- **Exercise objective**
Copy each line of the records below that mentions the word "IntCounterVec".

┄┄┄┄┄┄

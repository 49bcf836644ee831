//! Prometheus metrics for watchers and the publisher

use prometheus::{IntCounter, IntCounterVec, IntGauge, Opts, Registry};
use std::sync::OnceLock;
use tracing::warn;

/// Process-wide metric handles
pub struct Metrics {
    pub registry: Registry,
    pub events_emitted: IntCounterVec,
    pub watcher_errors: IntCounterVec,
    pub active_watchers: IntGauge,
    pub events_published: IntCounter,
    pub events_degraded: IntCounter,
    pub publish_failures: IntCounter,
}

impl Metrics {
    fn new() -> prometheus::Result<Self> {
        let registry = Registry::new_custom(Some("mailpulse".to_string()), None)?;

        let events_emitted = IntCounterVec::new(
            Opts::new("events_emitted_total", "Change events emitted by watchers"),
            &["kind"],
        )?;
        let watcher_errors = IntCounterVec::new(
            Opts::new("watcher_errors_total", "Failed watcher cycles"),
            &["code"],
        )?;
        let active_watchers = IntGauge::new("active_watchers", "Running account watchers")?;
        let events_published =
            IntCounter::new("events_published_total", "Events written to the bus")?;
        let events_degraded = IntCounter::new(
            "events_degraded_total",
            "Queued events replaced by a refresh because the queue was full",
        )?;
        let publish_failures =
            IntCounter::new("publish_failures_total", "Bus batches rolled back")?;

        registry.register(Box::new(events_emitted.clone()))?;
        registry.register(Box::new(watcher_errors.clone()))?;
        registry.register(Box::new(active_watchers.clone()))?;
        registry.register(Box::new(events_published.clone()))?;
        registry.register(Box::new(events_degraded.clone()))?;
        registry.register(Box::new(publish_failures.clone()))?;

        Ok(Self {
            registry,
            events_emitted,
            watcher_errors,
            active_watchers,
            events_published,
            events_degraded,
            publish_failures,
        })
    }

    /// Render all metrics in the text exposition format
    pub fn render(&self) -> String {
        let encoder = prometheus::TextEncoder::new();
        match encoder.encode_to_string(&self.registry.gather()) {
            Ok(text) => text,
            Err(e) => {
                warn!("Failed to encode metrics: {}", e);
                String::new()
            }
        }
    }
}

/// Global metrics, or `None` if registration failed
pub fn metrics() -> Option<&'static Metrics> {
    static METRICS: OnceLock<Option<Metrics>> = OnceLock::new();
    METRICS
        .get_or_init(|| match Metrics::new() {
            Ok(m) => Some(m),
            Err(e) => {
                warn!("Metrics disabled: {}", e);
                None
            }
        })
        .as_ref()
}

┄┄┄┄┄┄

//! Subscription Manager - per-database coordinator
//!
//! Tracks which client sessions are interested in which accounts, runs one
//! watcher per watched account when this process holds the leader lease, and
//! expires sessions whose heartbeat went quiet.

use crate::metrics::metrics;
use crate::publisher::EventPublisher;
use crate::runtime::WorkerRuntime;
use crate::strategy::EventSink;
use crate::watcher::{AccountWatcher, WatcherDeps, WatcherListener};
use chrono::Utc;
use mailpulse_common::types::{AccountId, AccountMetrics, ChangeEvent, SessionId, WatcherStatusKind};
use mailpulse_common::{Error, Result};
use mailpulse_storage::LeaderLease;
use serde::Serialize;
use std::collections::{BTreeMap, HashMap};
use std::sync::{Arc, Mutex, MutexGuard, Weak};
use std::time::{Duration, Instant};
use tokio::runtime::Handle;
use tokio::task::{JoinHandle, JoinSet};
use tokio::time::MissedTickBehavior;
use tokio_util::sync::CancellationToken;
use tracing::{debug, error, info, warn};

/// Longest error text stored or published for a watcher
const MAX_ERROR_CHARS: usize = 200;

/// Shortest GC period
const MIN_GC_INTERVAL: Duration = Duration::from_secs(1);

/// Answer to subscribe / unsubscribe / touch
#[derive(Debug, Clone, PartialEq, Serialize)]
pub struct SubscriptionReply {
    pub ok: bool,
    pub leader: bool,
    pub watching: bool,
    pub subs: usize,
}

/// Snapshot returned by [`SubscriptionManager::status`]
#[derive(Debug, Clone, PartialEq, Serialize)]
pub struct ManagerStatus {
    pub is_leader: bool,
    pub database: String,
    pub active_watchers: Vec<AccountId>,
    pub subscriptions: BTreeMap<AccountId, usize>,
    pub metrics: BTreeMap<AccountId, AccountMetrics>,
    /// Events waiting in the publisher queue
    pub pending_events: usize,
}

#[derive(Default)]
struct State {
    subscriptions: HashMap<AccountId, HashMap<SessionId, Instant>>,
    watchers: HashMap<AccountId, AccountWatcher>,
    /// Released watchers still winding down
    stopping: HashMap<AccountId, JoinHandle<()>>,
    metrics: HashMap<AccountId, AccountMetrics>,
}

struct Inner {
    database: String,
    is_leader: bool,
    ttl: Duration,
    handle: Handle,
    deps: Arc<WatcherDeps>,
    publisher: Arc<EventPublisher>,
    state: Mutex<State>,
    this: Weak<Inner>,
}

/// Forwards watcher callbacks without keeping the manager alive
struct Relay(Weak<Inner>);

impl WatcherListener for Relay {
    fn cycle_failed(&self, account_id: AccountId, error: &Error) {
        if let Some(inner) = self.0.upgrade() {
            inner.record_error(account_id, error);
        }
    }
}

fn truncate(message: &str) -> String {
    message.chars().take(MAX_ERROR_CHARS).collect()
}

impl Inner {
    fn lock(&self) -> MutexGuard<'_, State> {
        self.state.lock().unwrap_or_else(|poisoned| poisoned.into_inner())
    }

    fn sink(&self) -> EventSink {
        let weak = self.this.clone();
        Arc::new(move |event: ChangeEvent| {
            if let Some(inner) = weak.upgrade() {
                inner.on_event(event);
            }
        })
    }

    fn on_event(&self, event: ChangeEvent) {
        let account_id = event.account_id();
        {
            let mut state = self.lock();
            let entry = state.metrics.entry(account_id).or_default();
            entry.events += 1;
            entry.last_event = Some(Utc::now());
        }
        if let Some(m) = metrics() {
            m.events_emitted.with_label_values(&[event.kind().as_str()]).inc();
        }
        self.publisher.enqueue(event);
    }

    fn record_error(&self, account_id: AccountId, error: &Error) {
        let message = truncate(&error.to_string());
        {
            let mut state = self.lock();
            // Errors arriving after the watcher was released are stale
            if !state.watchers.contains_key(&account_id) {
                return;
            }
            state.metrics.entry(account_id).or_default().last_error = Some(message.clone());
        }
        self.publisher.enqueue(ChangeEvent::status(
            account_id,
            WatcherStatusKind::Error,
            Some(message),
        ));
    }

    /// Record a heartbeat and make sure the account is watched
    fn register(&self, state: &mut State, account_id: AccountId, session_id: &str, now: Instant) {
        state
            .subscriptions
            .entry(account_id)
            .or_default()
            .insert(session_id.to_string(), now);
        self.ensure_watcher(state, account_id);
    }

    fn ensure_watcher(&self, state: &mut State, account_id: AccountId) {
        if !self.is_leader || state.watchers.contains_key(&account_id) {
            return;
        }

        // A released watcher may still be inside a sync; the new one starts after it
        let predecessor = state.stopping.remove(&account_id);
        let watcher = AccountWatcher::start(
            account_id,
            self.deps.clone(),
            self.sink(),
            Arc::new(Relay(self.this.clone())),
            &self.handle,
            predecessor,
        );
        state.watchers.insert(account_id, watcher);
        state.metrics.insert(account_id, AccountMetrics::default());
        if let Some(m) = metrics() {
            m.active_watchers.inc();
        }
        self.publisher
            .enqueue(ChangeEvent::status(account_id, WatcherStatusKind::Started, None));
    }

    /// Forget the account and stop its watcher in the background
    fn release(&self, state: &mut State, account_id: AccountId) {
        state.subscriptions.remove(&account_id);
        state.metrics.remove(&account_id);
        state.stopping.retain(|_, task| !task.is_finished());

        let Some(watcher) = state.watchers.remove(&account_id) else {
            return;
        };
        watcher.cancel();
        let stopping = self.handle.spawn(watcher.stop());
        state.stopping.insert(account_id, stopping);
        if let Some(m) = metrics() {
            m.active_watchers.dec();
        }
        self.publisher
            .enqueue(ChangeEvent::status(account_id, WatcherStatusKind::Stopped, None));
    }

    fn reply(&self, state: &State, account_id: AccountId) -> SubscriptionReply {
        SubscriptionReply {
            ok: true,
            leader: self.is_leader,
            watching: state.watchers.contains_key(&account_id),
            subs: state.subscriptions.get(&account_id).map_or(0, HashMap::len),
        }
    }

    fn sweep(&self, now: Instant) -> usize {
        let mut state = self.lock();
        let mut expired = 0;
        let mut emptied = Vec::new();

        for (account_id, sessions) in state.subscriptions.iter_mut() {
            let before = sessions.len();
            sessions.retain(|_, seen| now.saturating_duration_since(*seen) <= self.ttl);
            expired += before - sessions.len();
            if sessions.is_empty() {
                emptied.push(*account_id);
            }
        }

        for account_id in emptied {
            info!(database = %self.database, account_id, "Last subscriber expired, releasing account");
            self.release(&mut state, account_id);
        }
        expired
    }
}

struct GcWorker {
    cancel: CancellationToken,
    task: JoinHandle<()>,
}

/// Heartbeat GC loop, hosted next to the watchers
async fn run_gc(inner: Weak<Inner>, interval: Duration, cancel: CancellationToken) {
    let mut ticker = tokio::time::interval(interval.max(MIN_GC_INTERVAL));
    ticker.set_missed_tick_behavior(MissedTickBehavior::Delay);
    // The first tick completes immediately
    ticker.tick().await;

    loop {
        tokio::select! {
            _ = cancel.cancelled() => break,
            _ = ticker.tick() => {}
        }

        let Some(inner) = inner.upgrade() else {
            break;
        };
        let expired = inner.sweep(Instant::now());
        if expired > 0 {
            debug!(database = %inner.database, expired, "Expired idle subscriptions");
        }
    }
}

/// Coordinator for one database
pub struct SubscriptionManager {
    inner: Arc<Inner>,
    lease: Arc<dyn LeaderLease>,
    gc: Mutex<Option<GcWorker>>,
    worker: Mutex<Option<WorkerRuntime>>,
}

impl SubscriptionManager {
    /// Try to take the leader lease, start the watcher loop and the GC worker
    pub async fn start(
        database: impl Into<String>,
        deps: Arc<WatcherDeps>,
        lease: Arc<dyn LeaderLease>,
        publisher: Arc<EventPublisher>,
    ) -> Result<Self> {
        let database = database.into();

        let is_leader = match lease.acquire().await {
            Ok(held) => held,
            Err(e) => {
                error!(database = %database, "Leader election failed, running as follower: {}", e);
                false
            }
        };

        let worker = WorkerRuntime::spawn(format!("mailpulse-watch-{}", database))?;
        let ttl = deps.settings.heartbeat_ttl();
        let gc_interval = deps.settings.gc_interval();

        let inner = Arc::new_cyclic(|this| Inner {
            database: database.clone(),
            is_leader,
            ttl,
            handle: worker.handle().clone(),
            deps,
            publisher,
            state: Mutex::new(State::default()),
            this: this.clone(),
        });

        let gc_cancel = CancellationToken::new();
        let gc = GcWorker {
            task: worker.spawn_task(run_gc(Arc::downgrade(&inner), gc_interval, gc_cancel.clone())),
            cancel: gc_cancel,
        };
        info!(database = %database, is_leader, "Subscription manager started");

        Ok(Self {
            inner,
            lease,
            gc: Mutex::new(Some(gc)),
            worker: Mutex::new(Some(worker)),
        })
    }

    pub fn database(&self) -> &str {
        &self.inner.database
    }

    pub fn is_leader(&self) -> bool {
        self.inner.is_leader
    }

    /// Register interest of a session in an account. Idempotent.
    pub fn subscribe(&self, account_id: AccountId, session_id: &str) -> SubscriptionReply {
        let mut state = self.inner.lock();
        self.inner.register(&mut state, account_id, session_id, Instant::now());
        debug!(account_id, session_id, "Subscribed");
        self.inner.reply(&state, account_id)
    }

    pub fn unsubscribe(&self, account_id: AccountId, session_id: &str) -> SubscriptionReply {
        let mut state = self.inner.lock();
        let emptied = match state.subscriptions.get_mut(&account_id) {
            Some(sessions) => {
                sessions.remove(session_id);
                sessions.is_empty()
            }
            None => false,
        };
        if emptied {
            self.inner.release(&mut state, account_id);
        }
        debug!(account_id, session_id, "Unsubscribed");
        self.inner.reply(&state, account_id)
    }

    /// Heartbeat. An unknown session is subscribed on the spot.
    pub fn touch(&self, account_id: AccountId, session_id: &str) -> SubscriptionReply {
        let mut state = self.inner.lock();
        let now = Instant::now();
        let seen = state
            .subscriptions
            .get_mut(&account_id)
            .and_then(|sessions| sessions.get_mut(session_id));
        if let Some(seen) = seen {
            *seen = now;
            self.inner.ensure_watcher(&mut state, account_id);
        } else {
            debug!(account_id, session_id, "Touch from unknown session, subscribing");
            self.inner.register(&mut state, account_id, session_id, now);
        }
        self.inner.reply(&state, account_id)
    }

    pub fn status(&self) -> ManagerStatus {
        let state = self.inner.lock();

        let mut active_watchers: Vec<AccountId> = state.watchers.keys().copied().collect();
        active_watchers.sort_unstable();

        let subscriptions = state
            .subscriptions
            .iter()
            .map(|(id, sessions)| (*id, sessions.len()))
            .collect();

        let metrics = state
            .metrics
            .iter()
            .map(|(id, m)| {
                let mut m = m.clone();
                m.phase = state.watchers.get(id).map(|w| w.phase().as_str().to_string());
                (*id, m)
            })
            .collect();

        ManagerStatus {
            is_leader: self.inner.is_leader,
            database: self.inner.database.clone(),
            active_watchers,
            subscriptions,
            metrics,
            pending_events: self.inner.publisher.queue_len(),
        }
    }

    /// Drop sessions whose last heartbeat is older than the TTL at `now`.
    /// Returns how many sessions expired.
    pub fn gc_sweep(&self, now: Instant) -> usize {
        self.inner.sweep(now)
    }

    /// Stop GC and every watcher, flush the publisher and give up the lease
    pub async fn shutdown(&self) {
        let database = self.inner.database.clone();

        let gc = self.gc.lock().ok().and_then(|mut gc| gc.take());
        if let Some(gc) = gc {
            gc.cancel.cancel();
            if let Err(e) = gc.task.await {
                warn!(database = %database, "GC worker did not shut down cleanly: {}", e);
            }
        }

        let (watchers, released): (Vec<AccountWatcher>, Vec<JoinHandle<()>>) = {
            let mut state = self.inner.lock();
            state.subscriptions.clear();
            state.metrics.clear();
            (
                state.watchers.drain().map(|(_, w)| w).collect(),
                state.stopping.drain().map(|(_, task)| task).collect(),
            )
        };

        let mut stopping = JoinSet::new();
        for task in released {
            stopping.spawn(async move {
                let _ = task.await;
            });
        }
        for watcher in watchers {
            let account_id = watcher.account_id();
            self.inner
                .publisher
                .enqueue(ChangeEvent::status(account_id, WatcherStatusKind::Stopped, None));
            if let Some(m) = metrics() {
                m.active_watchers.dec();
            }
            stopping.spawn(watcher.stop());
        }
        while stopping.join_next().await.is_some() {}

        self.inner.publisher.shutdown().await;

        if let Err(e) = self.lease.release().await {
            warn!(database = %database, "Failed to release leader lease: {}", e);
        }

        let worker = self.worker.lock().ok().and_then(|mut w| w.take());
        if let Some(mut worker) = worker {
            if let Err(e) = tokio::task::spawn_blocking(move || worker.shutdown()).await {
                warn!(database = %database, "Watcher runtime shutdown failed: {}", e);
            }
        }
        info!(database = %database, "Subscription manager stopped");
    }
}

┄┄┄┄┄┄

- **Result of this exercise**
use prometheus::{IntCounter, IntCounterVec, IntGauge, Opts, Registry};
    pub events_emitted: IntCounterVec,
    pub watcher_errors: IntCounterVec,
        let events_emitted = IntCounterVec::new(
        let watcher_errors = IntCounterVec::new(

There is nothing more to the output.